From the entries that follow, reproduce exactly and only the lines from the line with "use std::collections::BTreeMap;" to the line with "for a voucher.", endpoints included.

****

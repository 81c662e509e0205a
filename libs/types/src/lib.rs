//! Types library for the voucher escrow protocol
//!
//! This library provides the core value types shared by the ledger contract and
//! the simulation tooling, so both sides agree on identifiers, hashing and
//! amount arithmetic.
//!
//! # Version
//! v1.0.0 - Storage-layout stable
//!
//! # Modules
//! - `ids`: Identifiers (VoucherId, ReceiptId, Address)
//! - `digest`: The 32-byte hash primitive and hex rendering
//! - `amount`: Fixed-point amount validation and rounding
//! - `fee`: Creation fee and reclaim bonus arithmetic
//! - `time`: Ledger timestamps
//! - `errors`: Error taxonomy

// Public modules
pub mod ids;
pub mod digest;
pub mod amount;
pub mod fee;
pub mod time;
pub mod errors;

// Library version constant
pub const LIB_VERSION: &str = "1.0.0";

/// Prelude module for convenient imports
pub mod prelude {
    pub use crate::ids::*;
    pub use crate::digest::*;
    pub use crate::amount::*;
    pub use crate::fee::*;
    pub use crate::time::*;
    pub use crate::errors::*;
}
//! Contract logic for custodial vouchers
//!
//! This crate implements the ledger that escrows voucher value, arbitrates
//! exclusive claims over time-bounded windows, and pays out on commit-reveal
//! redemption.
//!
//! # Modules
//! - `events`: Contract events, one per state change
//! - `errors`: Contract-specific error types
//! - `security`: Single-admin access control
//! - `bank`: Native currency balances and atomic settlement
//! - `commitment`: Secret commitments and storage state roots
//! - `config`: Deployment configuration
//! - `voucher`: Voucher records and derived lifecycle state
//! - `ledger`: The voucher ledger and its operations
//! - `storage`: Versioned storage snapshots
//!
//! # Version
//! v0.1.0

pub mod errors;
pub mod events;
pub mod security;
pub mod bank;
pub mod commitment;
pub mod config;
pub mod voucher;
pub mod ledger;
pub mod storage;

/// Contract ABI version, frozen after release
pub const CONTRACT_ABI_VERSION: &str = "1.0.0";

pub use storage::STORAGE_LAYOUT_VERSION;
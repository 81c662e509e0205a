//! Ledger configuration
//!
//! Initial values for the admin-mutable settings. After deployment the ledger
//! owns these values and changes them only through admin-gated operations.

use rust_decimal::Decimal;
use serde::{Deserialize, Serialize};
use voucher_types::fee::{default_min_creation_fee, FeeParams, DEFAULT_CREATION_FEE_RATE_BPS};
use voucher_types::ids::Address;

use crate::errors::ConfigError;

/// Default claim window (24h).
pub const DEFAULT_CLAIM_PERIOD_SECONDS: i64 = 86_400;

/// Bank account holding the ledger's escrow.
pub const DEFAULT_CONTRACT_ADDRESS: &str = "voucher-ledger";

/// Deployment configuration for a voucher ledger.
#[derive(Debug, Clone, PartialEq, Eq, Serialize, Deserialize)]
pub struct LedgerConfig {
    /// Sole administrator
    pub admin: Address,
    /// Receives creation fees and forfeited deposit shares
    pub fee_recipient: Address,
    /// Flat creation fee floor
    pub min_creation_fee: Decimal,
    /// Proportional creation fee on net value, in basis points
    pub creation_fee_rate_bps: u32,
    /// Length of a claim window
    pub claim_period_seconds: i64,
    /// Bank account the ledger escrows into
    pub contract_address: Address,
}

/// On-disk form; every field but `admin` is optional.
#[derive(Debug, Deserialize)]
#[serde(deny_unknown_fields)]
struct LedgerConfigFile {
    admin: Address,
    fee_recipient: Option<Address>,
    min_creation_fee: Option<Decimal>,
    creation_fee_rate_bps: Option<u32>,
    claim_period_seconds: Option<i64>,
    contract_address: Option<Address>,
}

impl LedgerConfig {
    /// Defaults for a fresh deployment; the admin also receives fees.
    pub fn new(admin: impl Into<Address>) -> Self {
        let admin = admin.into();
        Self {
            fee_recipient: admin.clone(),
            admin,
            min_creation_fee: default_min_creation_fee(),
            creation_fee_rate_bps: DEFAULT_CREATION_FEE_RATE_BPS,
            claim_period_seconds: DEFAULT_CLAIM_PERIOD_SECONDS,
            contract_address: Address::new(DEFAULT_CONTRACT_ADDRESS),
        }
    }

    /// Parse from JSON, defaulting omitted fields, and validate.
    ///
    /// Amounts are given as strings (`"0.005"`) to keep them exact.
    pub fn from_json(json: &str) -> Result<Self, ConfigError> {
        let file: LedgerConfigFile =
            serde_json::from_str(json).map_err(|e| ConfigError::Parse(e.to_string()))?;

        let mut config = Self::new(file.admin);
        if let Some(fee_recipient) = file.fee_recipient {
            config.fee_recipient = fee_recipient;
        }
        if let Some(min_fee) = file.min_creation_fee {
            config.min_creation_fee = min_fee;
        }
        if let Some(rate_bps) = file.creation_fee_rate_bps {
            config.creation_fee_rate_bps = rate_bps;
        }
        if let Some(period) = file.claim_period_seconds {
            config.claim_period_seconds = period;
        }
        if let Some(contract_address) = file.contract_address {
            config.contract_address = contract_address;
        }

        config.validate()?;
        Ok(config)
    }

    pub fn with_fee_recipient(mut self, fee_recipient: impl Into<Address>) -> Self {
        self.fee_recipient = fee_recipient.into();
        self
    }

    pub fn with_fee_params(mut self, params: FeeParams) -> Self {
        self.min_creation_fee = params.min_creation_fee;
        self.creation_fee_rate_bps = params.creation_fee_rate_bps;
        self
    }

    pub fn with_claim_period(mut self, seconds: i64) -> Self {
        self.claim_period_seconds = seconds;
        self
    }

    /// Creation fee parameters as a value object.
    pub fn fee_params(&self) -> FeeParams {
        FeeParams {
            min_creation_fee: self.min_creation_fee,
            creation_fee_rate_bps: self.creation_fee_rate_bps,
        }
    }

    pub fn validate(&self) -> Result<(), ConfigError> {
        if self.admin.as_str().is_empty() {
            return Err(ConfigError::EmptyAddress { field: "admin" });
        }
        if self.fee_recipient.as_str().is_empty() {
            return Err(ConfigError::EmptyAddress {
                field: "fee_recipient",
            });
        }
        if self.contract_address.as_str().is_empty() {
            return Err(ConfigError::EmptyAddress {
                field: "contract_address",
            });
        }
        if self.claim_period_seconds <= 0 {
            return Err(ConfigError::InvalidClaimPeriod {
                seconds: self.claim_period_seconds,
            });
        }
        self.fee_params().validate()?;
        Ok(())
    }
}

****

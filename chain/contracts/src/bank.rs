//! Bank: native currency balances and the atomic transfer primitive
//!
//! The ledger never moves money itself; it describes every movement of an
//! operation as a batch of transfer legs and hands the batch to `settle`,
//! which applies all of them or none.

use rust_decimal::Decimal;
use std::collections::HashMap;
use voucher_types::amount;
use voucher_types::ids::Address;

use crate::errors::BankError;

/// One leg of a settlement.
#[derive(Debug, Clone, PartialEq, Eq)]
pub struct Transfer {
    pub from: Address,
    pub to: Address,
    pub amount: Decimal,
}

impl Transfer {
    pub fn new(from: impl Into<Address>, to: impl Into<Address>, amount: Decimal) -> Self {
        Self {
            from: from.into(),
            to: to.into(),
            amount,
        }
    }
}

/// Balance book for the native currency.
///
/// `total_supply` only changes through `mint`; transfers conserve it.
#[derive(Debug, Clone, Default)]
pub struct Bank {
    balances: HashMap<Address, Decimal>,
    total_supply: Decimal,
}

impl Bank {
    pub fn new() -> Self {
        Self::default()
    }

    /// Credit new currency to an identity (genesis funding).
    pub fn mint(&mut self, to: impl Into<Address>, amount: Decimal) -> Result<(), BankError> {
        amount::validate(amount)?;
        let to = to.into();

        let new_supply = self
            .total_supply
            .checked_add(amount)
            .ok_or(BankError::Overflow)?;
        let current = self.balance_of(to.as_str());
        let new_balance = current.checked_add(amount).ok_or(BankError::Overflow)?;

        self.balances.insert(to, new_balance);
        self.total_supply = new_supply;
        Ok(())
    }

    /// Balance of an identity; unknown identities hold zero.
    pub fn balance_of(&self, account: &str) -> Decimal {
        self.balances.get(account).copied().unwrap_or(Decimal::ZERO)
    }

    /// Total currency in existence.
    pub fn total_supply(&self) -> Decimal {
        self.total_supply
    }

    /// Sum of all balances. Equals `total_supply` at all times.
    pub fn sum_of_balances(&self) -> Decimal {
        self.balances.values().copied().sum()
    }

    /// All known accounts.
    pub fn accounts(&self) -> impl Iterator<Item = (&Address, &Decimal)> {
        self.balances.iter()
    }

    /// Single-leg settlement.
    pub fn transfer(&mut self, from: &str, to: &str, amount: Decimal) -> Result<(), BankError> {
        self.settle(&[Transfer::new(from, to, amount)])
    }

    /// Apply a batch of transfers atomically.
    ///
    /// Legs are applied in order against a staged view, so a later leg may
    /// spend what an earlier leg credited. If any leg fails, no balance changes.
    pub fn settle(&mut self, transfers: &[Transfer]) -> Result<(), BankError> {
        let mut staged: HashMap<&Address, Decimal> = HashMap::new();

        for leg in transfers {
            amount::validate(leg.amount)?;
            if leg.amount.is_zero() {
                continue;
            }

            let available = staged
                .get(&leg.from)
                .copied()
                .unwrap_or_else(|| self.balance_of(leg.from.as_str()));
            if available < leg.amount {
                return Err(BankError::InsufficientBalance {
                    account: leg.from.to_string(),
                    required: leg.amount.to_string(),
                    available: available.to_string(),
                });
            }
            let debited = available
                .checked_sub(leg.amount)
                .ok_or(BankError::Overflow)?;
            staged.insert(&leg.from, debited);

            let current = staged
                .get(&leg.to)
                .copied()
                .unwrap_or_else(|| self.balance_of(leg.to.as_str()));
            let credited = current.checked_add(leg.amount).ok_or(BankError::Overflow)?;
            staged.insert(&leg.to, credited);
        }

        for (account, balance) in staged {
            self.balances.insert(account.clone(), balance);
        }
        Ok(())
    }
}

****

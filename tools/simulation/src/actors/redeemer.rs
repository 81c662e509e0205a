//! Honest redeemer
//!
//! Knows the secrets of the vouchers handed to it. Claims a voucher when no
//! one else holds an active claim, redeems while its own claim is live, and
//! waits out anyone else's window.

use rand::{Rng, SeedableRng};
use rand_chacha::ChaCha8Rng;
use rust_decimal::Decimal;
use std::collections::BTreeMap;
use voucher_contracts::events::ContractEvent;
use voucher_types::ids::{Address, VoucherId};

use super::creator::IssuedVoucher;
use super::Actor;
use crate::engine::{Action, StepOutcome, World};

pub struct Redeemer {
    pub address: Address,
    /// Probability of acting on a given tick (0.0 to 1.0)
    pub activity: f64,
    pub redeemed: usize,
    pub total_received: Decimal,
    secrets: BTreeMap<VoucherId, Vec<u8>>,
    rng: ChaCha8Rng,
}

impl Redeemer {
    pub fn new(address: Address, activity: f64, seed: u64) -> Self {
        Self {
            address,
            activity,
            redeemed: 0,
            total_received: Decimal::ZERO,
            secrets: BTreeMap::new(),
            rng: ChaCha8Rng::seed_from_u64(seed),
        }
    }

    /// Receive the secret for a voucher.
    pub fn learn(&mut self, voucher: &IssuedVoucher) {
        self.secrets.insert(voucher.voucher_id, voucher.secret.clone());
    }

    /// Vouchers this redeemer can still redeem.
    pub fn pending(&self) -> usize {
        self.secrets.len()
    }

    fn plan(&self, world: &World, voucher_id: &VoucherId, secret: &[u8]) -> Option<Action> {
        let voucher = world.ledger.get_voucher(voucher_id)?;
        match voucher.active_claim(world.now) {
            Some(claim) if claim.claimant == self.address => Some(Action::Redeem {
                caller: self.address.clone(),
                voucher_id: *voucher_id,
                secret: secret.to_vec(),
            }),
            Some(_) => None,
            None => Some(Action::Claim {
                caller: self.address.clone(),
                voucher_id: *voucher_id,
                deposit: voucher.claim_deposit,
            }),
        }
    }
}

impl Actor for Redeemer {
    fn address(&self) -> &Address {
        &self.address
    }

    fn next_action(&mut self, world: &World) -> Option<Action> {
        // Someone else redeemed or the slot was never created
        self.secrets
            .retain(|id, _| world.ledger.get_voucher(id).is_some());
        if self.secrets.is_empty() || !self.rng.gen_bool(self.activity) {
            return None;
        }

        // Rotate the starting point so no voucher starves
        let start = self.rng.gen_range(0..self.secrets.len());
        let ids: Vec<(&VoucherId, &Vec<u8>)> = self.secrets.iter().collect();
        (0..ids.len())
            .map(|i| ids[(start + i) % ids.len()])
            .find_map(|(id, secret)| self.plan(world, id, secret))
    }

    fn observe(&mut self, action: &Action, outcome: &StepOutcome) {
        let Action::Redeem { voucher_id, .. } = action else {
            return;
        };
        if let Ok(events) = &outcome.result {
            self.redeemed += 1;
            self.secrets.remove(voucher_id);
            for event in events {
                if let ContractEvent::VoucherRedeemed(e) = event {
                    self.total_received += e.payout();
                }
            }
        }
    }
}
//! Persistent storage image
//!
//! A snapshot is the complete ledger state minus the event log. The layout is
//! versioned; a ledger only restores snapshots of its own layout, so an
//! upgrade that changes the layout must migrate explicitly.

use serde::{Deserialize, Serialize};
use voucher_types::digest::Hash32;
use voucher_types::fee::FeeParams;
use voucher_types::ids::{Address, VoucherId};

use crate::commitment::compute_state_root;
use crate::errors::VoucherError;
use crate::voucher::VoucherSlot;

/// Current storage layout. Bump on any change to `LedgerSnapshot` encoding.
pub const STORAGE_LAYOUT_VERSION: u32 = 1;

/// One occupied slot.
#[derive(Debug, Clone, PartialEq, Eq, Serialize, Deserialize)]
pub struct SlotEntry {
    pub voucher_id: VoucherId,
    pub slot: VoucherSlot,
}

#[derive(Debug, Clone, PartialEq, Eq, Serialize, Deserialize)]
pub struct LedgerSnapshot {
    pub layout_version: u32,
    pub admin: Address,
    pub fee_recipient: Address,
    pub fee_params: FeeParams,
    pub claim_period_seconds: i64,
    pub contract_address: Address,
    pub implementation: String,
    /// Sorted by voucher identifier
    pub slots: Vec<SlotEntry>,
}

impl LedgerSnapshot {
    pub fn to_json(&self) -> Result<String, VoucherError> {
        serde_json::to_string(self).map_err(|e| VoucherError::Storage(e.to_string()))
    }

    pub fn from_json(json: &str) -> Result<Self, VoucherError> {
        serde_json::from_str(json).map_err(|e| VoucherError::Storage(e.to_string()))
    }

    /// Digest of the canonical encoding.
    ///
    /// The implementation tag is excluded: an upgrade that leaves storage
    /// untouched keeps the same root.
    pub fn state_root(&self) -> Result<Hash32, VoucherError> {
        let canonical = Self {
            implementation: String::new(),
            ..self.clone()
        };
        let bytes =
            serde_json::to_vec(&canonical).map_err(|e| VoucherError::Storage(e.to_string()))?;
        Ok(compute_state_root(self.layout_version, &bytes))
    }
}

****

ANSWER BOX:
use std::collections::BTreeMap;
use voucher_contracts::events::ContractEvent;
use voucher_types::ids::{Address, VoucherId};

use super::creator::IssuedVoucher;
use super::Actor;
use crate::engine::{Action, StepOutcome, World};

pub struct Redeemer {
    pub address: Address,
    /// Probability of acting on a given tick (0.0 to 1.0)
    pub activity: f64,
    pub redeemed: usize,
    pub total_received: Decimal,
    secrets: BTreeMap<VoucherId, Vec<u8>>,
    rng: ChaCha8Rng,
}

impl Redeemer {
    pub fn new(address: Address, activity: f64, seed: u64) -> Self {
        Self {
            address,
            activity,
            redeemed: 0,
            total_received: Decimal::ZERO,
            secrets: BTreeMap::new(),
            rng: ChaCha8Rng::seed_from_u64(seed),
        }
    }

    /// Receive the secret for a voucher.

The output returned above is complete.